El Señor viene a nuestra alma



En las palabras de Jesús a Simón se nota –como cuando preguntó por los leprosos curados– un cierto acento de tristeza: entré en tu casa y no me has dado agua con que lavar mis pies. El Señor, que cuando se trata de padecer por la salvación de las almas no pone límites a sus sufrimientos, echa de menos ahora esas manifestaciones de cariño, esa cortesía en el trato. ¿No tendrá que reprocharnos hoy algo a nosotros por el modo como le recibimos?


El ejemplo sencillo de un catequista a unos niños que se preparaban para recibir al Señor por vez primera nos puede ayudar a nosotros hoy. Les decía que donde habitó un personaje ilustre, para que no se borre la memoria del acontecimiento, se coloca una placa con una inscripción: «Aquí habitó Cervantes»; «En esta casa se alojó el Papa X.»; «En este hotel se hospedó el emperador Z.»... Sobre el pecho del cristiano que ha recibido la Santa Comunión podría escribirse: «Aquí se hospedó Jesucristo».


Si queremos, cada día el Señor viene a nuestra casa, a nuestra alma. Te adoro con devoción, Dios escondido, le diremos en la intimidad de nuestro corazón.

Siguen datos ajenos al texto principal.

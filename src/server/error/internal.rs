use thiserror::Error;

/// Internal issues with the codebase indicating unexpected behavior & possible bugs
#[derive(Error, Debug)]
pub enum InternalError {
    /// Every randomly drawn quest id was already taken
    #[error("Failed to generate an unused quest id after {attempts} attempts")]
    QuestIdExhausted {
        /// Number of ids drawn before giving up
        attempts: usize,
    },
}
//! Domain models for per-member quest progress.

use chrono::{DateTime, Utc};
use sea_orm::DbErr;

use crate::server::{
    model::quest::Quest,
    util::parse::{parse_snowflake, parse_string_array},
};

/// Lifecycle state of one member's attempt at one quest.
///
/// ```text
/// assigned ──submit──▶ completed
/// accepted ──submit──▶ completed ──approve──▶ approved
///                                 └─reject───▶ rejected
/// ```
#[derive(Debug, Clone, Copy, PartialEq, Eq)]
pub enum ProgressStatus {
    /// Pushed to the member by onboarding without an explicit accept.
    Assigned,
    Accepted,
    Completed,
    Approved,
    Rejected,
}

impl ProgressStatus {
    pub fn as_str(&self) -> &'static str {
        match self {
            Self::Assigned => "assigned",
            Self::Accepted => "accepted",
            Self::Completed => "completed",
            Self::Approved => "approved",
            Self::Rejected => "rejected",
        }
    }

    /// Parses a stored status string.
    ///
    /// # Returns
    /// - `Ok(ProgressStatus)` - Known status
    /// - `Err(DbErr::Custom)` - Unknown status stored in the database
    pub fn from_db(value: &str) -> Result<Self, DbErr> {
        match value {
            "assigned" => Ok(Self::Assigned),
            "accepted" => Ok(Self::Accepted),
            "completed" => Ok(Self::Completed),
            "approved" => Ok(Self::Approved),
            "rejected" => Ok(Self::Rejected),
            other => Err(DbErr::Custom(format!("Unknown progress status: {}", other))),
        }
    }

    /// Whether proof may be submitted from this state.
    pub fn can_submit(&self) -> bool {
        matches!(self, Self::Assigned | Self::Accepted)
    }
}

/// One member's progress on one quest. At most one exists per `(quest_id, user_id)`.
#[derive(Debug, Clone, PartialEq)]
pub struct QuestProgress {
    pub quest_id: String,
    pub user_id: u64,
    pub guild_id: u64,
    pub status: ProgressStatus,
    pub accepted_at: Option<DateTime<Utc>>,
    /// Submission time; doubles as the rejection timestamp for cooldowns.
    pub completed_at: Option<DateTime<Utc>>,
    /// Review time for both approvals and rejections.
    pub approved_at: Option<DateTime<Utc>>,
    pub proof_text: String,
    pub proof_image_urls: Vec<String>,
    /// Free-text audit note naming the reviewer and, for rejections, the reason.
    pub approval_status: String,
    /// Channel the quest was accepted from.
    pub channel_id: Option<u64>,
}

impl QuestProgress {
    /// Converts an entity model to a progress domain model at the repository boundary.
    ///
    /// # Arguments
    /// - `entity` - The entity model from the database
    ///
    /// # Returns
    /// - `Ok(QuestProgress)` - The converted progress record
    /// - `Err(DbErr::Custom)` - Unparseable snowflake, status or image list
    pub fn from_entity(entity: entity::quest_progress::Model) -> Result<Self, DbErr> {
        let user_id = parse_snowflake("user_id", &entity.user_id)?;
        let guild_id = parse_snowflake("guild_id", &entity.guild_id)?;
        let channel_id = entity
            .channel_id
            .as_deref()
            .map(|id| parse_snowflake("channel_id", id))
            .transpose()?;

        Ok(Self {
            quest_id: entity.quest_id,
            user_id,
            guild_id,
            status: ProgressStatus::from_db(&entity.status)?,
            accepted_at: entity.accepted_at,
            completed_at: entity.completed_at,
            approved_at: entity.approved_at,
            proof_text: entity.proof_text,
            proof_image_urls: parse_string_array("proof_image_urls", entity.proof_image_urls)?,
            approval_status: entity.approval_status,
            channel_id,
        })
    }

    /// An unsaved `assigned` record for a starter quest with no progress row yet.
    pub fn synthetic_assignment(quest: &Quest, user_id: u64) -> Self {
        Self {
            quest_id: quest.quest_id.clone(),
            user_id,
            guild_id: quest.guild_id,
            status: ProgressStatus::Assigned,
            accepted_at: None,
            completed_at: None,
            approved_at: None,
            proof_text: String::new(),
            proof_image_urls: Vec::new(),
            approval_status: String::new(),
            channel_id: None,
        }
    }
}

/// A quest paired with one member's progress on it.
#[derive(Debug, Clone, PartialEq)]
pub struct QuestWithProgress {
    pub quest: Quest,
    pub progress: QuestProgress,
}

/// Proof submitted when completing a quest.
#[derive(Debug, Clone, Default)]
pub struct SubmitProofParams {
    pub proof_text: String,
    pub proof_image_urls: Vec<String>,
}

Y procuraremos hacerle un recibimiento mejor que a cualquier persona importante de la tierra, de tal manera que nunca tenga que decirnos: Entré en tu casa y no me diste agua para los pies... No has tenido demasiados miramientos conmigo, has estado con la mente puesta en otras cosas, no me has atendido... «Hernos de recibir al Señor, en la Eucaristía, como a los grandes de la tierra, ¡mejor!: con adornos, luces, trajes nuevos...


»—Y si me preguntas qué limpieza, qué adornos y qué luces has de tener, te contestaré: limpieza en tus sentidos, uno por uno; adorno en tus potencias, una por una; luz en toda tu alma». Hagamos hoy el propósito de acogerlo bien, lo mejor que podamos. «¿Hemos pensado alguna vez en cómo nos conduciríamos, si solo se pudiera comulgar una vez en la vida?


»Cuando yo era niño –recordaba San Josemaría Escrivá–, no estaba aún extendida la práctica de la comunión frecuente. Recuerdo cómo se disponían para comulgar: había esmero en arreglar bien el alma y el cuerpo. El mejor traje, la cabeza bien peinada, limpio también físicamente el cuerpo, y quizá hasta con un poco de perfume... Eran delicadezas propias de enamorados, de almas finas y recias, que saben pagar con amor el Amor». Y enseguida, recomendaba vivamente: «comulgad con hambre, aunque estéis helados, aunque la emotividad no responda: comulgad con fe, con esperanza, con encendida caridad». Así lo procuramos hacer, alegrándonos con inmenso gozo porque Jesús nos visita y se pone a nuestra disposición.